Cell-cycle dependence of X-ray oxygen effect: role of endogenous glutathione.

The oxygen effect was measured in human T-1 cell populations synchronized by mitotic selection and x-irradiated in vitro after they were allowed to progress to six different ages during the division cycle. Survival curves and dose-ratio calculations with 95% confidence intervals were obtained from computer fits of the data to the linear-quadratic model. The oxygen enhancement ratio (OER) values at the 1% survival increased level were 2.6 +/- 0.08 in G1/early S phase and increased to 3.0 +/- 0.15 in late S/G2 phase. The OER values at 10% survival increased linearly from 2.6 +/- 0.2 for G1-phase cells to 3.2 +/- 0.2 for late S/G2-phase cells. The increased OER in S-phase cells was the result of a greater hypoxic radioresistance compared with that measured with G1-phase cells.

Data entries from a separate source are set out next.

use std::ops::RangeInclusive;

/// One of the five schedule fields of a cron entry, in table order.
#[derive(Debug, Clone, Copy, PartialEq, Eq, Hash)]
pub enum Field {
    Minute,
    Hour,
    DayOfMonth,
    Month,
    DayOfWeek,
}

impl Field {
    /// The five fields in the order they appear in an expression.
    pub const ALL: [Field; 5] = [
        Field::Minute,
        Field::Hour,
        Field::DayOfMonth,
        Field::Month,
        Field::DayOfWeek,
    ];

    /// Legal values for this field. Constant per field kind.
    pub fn domain(self) -> RangeInclusive<u8> {
        match self {
            Field::Minute => 0..=59,
            Field::Hour => 0..=23,
            Field::DayOfMonth => 1..=31,
            Field::Month => 1..=12,
            Field::DayOfWeek => 0..=6,
        }
    }

    /// Row label used by the table formatter.
    pub fn label(self) -> &'static str {
        match self {
            Field::Minute => "minute",
            Field::Hour => "hour",
            Field::DayOfMonth => "day of month",
            Field::Month => "month",
            Field::DayOfWeek => "day of week",
        }
    }
}

/// A fully expanded cron entry.
///
/// Each field holds the explicit, ascending, duplicate-free list of values
/// the original expression matches; the command is kept verbatim.
#[derive(Debug, Clone, PartialEq, Eq)]
pub struct CronEntry {
    pub minutes: Vec<u8>,
    pub hours: Vec<u8>,
    pub days_of_month: Vec<u8>,
    pub months: Vec<u8>,
    pub days_of_week: Vec<u8>,
    pub command: String,
}

impl CronEntry {
    /// The expanded value set for one field.
    pub fn values(&self, field: Field) -> &[u8] {
        match field {
            Field::Minute => &self.minutes,
            Field::Hour => &self.hours,
            Field::DayOfMonth => &self.days_of_month,
            Field::Month => &self.months,
            Field::DayOfWeek => &self.days_of_week,
        }
    }
}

In parallel experiments with synchronized cell populations, glutathione (GSH) and glutathione disulfide levels were measured by the Tietze assay and also were found to increase over the same period. The molecular mechanisms responsible for the radiation response involve a number of factors, one of which in this cell line may be GSH levels, especially under conditions of hypoxic exposure. Our data are consistent with the hypothesis that G1- to late S-phase, age-dependent fluctuations in GSH content may be correlated with changes in OER during the human T-1 cell cycle. Changes in GSH content relative to its constitutive levels in the cell and alternative reductive factors (i.e., protein thiols), as well as their cellular location, may be important factors in the comparison of these findings to other cell lines.